También he visto por esos mundos de dios,
ciudades en las que se ha realizado un gran esfuerzo de racionalización. En
Canadá, en los supermercados, a la entrada, hay unas máquinas que “tragan”
botellas y latas vacías. Es su forma de “devolver el casco”, algo que en España
ya no se hace. En estas máquinas, cualquiera puede introducir sus botellas
vacías o sus latas, para recibir un vale de descuento por las compras hechas en
el super. Esos cascos vacíos se distribuyen entre los fabricantes de bebidas,
mientras que las latas se comprimen y se venden a empresas que procesan el
latón. En España se habla mucho de reciclado, pero todo resulta tan absurdo que
quien se lo crea merece el título de “santo varón”. En efecto, aquí la
filosofía consiste en que los ayuntamientos instalan en las calles contenedores
de botellas, las retiran cuando están llenos, las entregan a empresas que las
trituran… para fabricar nuevas botellas. Cuando era pequeño se decía aquello de
que “para ir y volver vale más no ir”. ¿No sería más razonable salvar las
botellas, devolverlas a las empresas, premiar económicamente el reciclado y
evitarse fundir más y más botellas sobre el polvo de vidrio de las anteriormente
útiles pero vacías?
En Montreal llamaron a la puerta. Eran los
bomberos. Me ofrecieron instalar una alarma contra incendios. Aun hoy me
avergüenzo de que dudé en aceptarla e incluso me resistí: lo normal era que en
España, si venía alguien diciendo que era bombero y que te regalaba una alarma,
lo normal era que el paso siguiente fuera pegarte un sablazo económico. Aquí
era un regalo… regalo interesado porque una alarma instalada puede evitar un
incendio y el consiguiente gasto provocado por la movilización de los bomberos
y un pago del seguro del hogar.
Más aún: pocos días después apareció un
funcionario municipal regalándome un contenedor para basuras orgánicas. Una vez
a la semana pasa el camión para recogerlas, así pues el contenedor era de
tamaño grande. Antes, otro contenedor para basura no orgánica también había
sido entregado por el ayuntamiento. Se recogía dos veces a la semana… En
nuestro esquilmado país nos piden que reciclemos y que nos busquemos la vida:
que seamos nosotros quienes compremos los contenedores, que seamos nosotros
quienes separemos todo lo separable, que lo llevemos a los contenedores, en
ocasiones situados lejos de casa y que, además, todo esto, lo hagamos gratis.
Porque el Ayuntamiento no solamente nos cobra por recoger diariamente la
basura, sino que tiene un ingreso por la venta de los materiales reciclados.
Los traperos de antes han desaparecido.
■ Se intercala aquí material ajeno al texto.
// Copyright 2025 the Trellis Authors
// SPDX-License-Identifier: Apache-2.0 OR MIT

//! Collapsible: a region whose content is shown or hidden by a trigger.
//!
//! Open state is either owned by the collapsible (`default_open`) or supplied by
//! the caller as a [`Derived`] together with an `on_open_change` callback. The
//! accordion uses the second form, with its selection as the source of truth.

use alloc::format;
use alloc::rc::Rc;
use alloc::string::String;
use alloc::vec::Vec;
use core::fmt;

use trellis_event_state::handlers::EventHandlers;
use trellis_state::{Derived, GenerateId, IdRegistration, RegisterId, Signal, unique_id};

use crate::dataset::{DataFlags, DataSet};
use crate::interactions::{Callback, PressInteraction, PressOptions};
use crate::polymorphic::{Attributes, Element, ElementKind, ElementProps, Polymorphic};

/// Collapsible configuration.
#[derive(Clone, Default)]
pub struct CollapsibleOptions {
    /// Root id. Defaults to `collapsible-{unique id}`.
    pub id: Option<String>,
    /// Caller-owned open state. When set, `default_open` is ignored and toggling
    /// only reports through `on_open_change`.
    pub is_open: Option<Derived<bool>>,
    /// Initial open state when the collapsible owns it. Defaults to closed.
    pub default_open: bool,
    /// Disables the trigger. Defaults to false.
    pub is_disabled: Derived<bool>,
    /// Keep the content present while closed.
    pub force_mount: bool,
    /// Called with the requested open state.
    pub on_open_change: Option<Callback<bool>>,
    /// Root element override; defaults to `div`.
    pub as_: Option<ElementKind>,
}

impl fmt::Debug for CollapsibleOptions {
    fn fmt(&self, f: &mut fmt::Formatter<'_>) -> fmt::Result {
        f.debug_struct("CollapsibleOptions")
            .field("id", &self.id)
            .field("controlled", &self.is_open.is_some())
            .field("default_open", &self.default_open)
            .field("force_mount", &self.force_mount)
            .field("as_", &self.as_)
            .finish_non_exhaustive()
    }
}

/// Collapsible root state.
///
/// Cloning yields another handle to the same collapsible.
#[derive(Clone)]
pub struct Collapsible {
    inner: Rc<CollapsibleInner>,
}

struct CollapsibleInner {
    id: String,
    generate_id: GenerateId,
    is_open: Derived<bool>,
    owned_open: Option<Signal<bool>>,
    is_disabled: Derived<bool>,
    force_mount: bool,
    content_id: Signal<Option<String>>,
    on_open_change: Option<Callback<bool>>,
    polymorphic: Polymorphic,
}

impl Collapsible {
    /// Create a collapsible.
    pub fn new(options: CollapsibleOptions) -> Self {
        let id = options
            .id
            .unwrap_or_else(|| format!("collapsible-{}", unique_id()));
        let (is_open, owned_open) = match options.is_open {
            Some(is_open) => (is_open, None),
            None => {
                let owned = Signal::new(options.default_open);
                (owned.read_only(), Some(owned))
            }
        };
        Self {
            inner: Rc::new(CollapsibleInner {
                generate_id: GenerateId::fixed(id.clone()),
                id,
                is_open,
                owned_open,
                is_disabled: options.is_disabled,
                force_mount: options.force_mount,
                content_id: Signal::new(None),
                on_open_change: options.on_open_change,
                polymorphic: Polymorphic::new(ElementKind::Div, options.as_),
            }),
        }
    }

    /// The root id.
    pub fn id(&self) -> &str {
        &self.inner.id
    }

    /// The id of `part`, scoped to the root id.
    pub fn generate_id(&self, part: &str) -> String {
        self.inner.generate_id.generate(part)
    }

    /// Whether the content is shown.
    pub fn is_open(&self) -> bool {
        self.inner.is_open.get()
    }

    /// The open state as a read-only accessor.
    pub fn open(&self) -> Derived<bool> {
        self.inner.is_open.clone()
    }

    /// Whether the trigger is disabled.
    pub fn is_disabled(&self) -> bool {
        self.inner.is_disabled.get()
    }

    /// The disabled state as a read-only accessor.
    pub fn disabled(&self) -> Derived<bool> {
        self.inner.is_disabled.clone()
    }

    /// Whether the content should be present: open, or force-mounted.
    pub fn is_content_present(&self) -> bool {
        self.inner.force_mount || self.is_open()
    }

    /// Request the open state `open`. Ignored while disabled.
    pub fn set_open(&self, open: bool) {
        if self.is_disabled() || self.is_open() == open {
            return;
        }
        tracing::debug!(id = %self.inner.id, open, "collapsible open change");
        if let Some(owned) = &self.inner.owned_open {
            owned.set(open);
        }
        if let Some(cb) = &self.inner.on_open_change {
            cb(open);
        }
    }

    /// Flip the open state.
    pub fn toggle(&self) {
        self.set_open(!self.is_open());
    }

    /// Publish the content part's id.
    pub fn register_content_id(&self, id: impl Into<String>) -> IdRegistration {
        RegisterId::new(self.inner.content_id.clone()).register(id)
    }

    /// The registered content id.
    pub fn content_id(&self) -> Option<String> {
        self.inner.content_id.get()
    }

    /// Dataset shared by every part: expanded, disabled.
    pub fn dataset(&self) -> Derived<DataSet> {
        let (open, disabled) = (self.open(), self.disabled());
        let deps = open
            .triggers()
            .iter()
            .chain(disabled.triggers())
            .cloned()
            .collect::<Vec<_>>();
        Derived::new(deps, move || {
            DataSet::new(DataFlags::empty())
                .with(DataFlags::EXPANDED, open.get())
                .with(DataFlags::DISABLED, disabled.get())
        })
    }

    /// Render the root element.
    pub fn render(&self, props: ElementProps) -> Element {
        let mut own = Attributes::new().with("id", self.inner.id.clone());
        own.apply_dataset(&self.dataset().get());
        self.inner
            .polymorphic
            .render(own, props, EventHandlers::new())
    }
}

impl fmt::Debug for Collapsible {
    fn fmt(&self, f: &mut fmt::Formatter<'_>) -> fmt::Result {
        f.debug_struct("Collapsible")
            .field("id", &self.inner.id)
            .field("is_open", &self.is_open())
            .field("is_disabled", &self.is_disabled())
            .finish_non_exhaustive()
    }
}

/// Trigger configuration.
#[derive(Clone, Debug, Default)]
pub struct CollapsibleTriggerOptions {
    /// Element id, if any.
    pub id: Option<String>,
    /// Element override; defaults to `button`.
    pub as_: Option<ElementKind>,
}

/// The button that toggles a [`Collapsible`].
#[derive(Clone, Debug)]
pub struct CollapsibleTrigger {
    collapsible: Collapsible,
    id: Option<String>,
    press: PressInteraction,
    polymorphic: Polymorphic,
}

impl CollapsibleTrigger {
    /// Create a trigger for `collapsible`.
    pub fn new(collapsible: &Collapsible, options: CollapsibleTriggerOptions) -> Self {
        let target = collapsible.clone();
        let polymorphic = Polymorphic::new(ElementKind::Button, options.as_);
        let press = PressInteraction::new(
            PressOptions {
                is_disabled: collapsible.disabled(),
                element: Some(polymorphic.kind().clone()),
                ..PressOptions::default()
            }
            .on_press(move |_| target.toggle()),
        );
        Self {
            collapsible: collapsible.clone(),
            id: options.id,
            press,
            polymorphic,
        }
    }

    /// The press hook driving the trigger.
    pub fn press(&self) -> &PressInteraction {
        &self.press
    }

    /// The trigger's own attributes, without the caller's.
    pub fn attributes(&self) -> Attributes {
        let collapsible = &self.collapsible;
        let open = collapsible.is_open();
        let disabled = collapsible.is_disabled();
        let mut attrs = Attributes::new();
        attrs.set_opt("id", self.id.clone());
        if *self.polymorphic.kind() == ElementKind::Button {
            attrs.set("type", "button");
            attrs.set_flag("disabled", disabled);
        } else if disabled {
            attrs.set("aria-disabled", "true");
        }
        attrs.set("aria-expanded", if open { "true" } else { "false" });
        attrs.set_opt("aria-controls", collapsible.content_id().filter(|_| open));
        attrs.apply_dataset(&collapsible.dataset().get());
        attrs
    }

    /// Render with the caller's `props` and any extra internal handlers, which run
    /// after the press handlers.
    pub fn render_with(&self, props: ElementProps, extra: EventHandlers) -> Element {
        let internal = EventHandlers::compose(self.press.handlers(), extra);
        self.polymorphic.render(self.attributes(), props, internal)
    }

    /// Render the trigger.
    pub fn render(&self, props: ElementProps) -> Element {
        self.render_with(props, EventHandlers::new())
    }
}

/// Content configuration.
#[derive(Clone, Debug, Default)]
pub struct CollapsibleContentOptions {
    /// Element id. Defaults to the collapsible's `content` id.
    pub id: Option<String>,
    /// Element override; defaults to `div`.
    pub as_: Option<ElementKind>,
}

/// The region a [`Collapsible`] shows and hides.
#[derive(Debug)]
pub struct CollapsibleContent {
    collapsible: Collapsible,
    registration: IdRegistration,
    polymorphic: Polymorphic,
}

impl CollapsibleContent {
    /// Create the content part and publish its id.
    pub fn new(collapsible: &Collapsible, options: CollapsibleContentOptions) -> Self {
        let id = options
            .id
            .unwrap_or_else(|| collapsible.generate_id("content"));
        Self {
            registration: collapsible.register_content_id(id),
            collapsible: collapsible.clone(),
            polymorphic: Polymorphic::new(ElementKind::Div, options.as_),
        }
    }

    /// The content id.
    pub fn id(&self) -> &str {
        self.registration.id()
    }

    /// Render the content, or `None` while it is not present.
    pub fn render(&self, props: ElementProps) -> Option<Element> {
        if !self.collapsible.is_content_present() {
            return None;
        }
        let mut own = Attributes::new().with("id", self.id());
        own.apply_dataset(&self.collapsible.dataset().get());
        Some(self.polymorphic.render(own, props, EventHandlers::new()))
    }
}

#[cfg(test)]
mod tests {
    use super::*;
    use alloc::string::ToString;
    use trellis_event_state::event::{DomEvent, MouseEvent};

    #[test]
    fn uncontrolled_trigger_toggles() {
        let collapsible = Collapsible::new(CollapsibleOptions::default());
        let trigger = CollapsibleTrigger::new(&collapsible, CollapsibleTriggerOptions::default());
        let content = CollapsibleContent::new(&collapsible, CollapsibleContentOptions::default());
        assert!(content.render(ElementProps::new()).is_none());

        let mut element = trigger.render(ElementProps::new());
        assert_eq!(element.attr("id"), Some(trigger.id()));
        assert_eq!(element.attr("aria-expanded"), Some("false"));
        assert_eq!(element.attr("aria-controls"), None);
        element.dispatch(&mut DomEvent::Click(MouseEvent::virtual_click()));

        assert!(collapsible.is_open());
        let element = trigger.render(ElementProps::new());
        assert_eq!(element.attr("aria-expanded"), Some("true"));
        assert_eq!(element.attr("aria-controls"), Some(content.id()));
        assert_eq!(element.attr("data-expanded"), Some(""));
        assert!(content.render(ElementProps::new()).is_some());
    }

    #[test]
    fn controlled_open_reports_requests() {
        let requested = Rc::new(core::cell::Cell::new(None::<bool>));
        let open = Signal::new(false);
        let collapsible = Collapsible::new(CollapsibleOptions {
            is_open: Some(open.read_only()),
            on_open_change: Some({
                let requested = requested.clone();
                Rc::new(move |value: bool| requested.set(Some(value)))
            }),
            ..CollapsibleOptions::default()
        });

        collapsible.toggle();
        assert_eq!(requested.get(), Some(true));
        // The caller owns the state and has not applied the request.
        assert!(!collapsible.is_open());
        open.set(true);
        assert!(collapsible.is_open());
    }

    #[test]
    fn disabled_trigger_does_nothing() {
        let collapsible = Collapsible::new(CollapsibleOptions {
            is_disabled: Derived::constant(true),
            ..CollapsibleOptions::default()
        });
        let trigger = CollapsibleTrigger::new(&collapsible, CollapsibleTriggerOptions::default());
        let mut element = trigger.render(ElementProps::new());
        assert_eq!(element.attr("disabled"), Some(""));
        assert_eq!(element.attr("data-disabled"), Some(""));

        let mut click = DomEvent::Click(MouseEvent::virtual_click());
        element.dispatch(&mut click);
        assert!(click.is_default_prevented());
        assert!(!collapsible.is_open());
    }

    #[test]
    fn force_mount_keeps_content_present() {
        let collapsible = Collapsible::new(CollapsibleOptions {
            id: Some("faq".to_string()),
            force_mount: true,
            as_: Some(ElementKind::Span),
            ..CollapsibleOptions::default()
        });
        let content = CollapsibleContent::new(&collapsible, CollapsibleContentOptions::default());
        let element = content.render(ElementProps::new()).expect("force-mounted");
        assert_eq!(element.attr("id"), Some("faq-content"));
        assert_eq!(element.attr("data-expanded"), None);

        let root = collapsible.render(ElementProps::new());
        assert_eq!(root.kind, ElementKind::Span);
    }
}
Para los que no los han conocido,
diremos que era gente del barrio que venía a tu casa, se llevaba los
desperdicios (papel, muebles, botellas, etc) ¡y te pagaba por ello! Hoy, el
régimen, nos ha enseñado la necesidad de ser cornudos (pagar por llevarse la
basura) y apaleados (reciclar nosotros mismos y llevar hasta los contenedores, para
que otros obtengan comisiones y beneficios). Díganme si todo esto no les parece
absurdo.
Los españoles solemos decir que en ningún país
se come como en España. Es falso. Estando en Canadá, pude ver una edición de Salvados sobre seguridad alimentaria.
Resulta que la seguridad alimentaria que existe en España es como una mierda,
pero sin el como. Y, mire usted por
donde, Canadá, precisamente el país con más seguridad alimentaria del mundo.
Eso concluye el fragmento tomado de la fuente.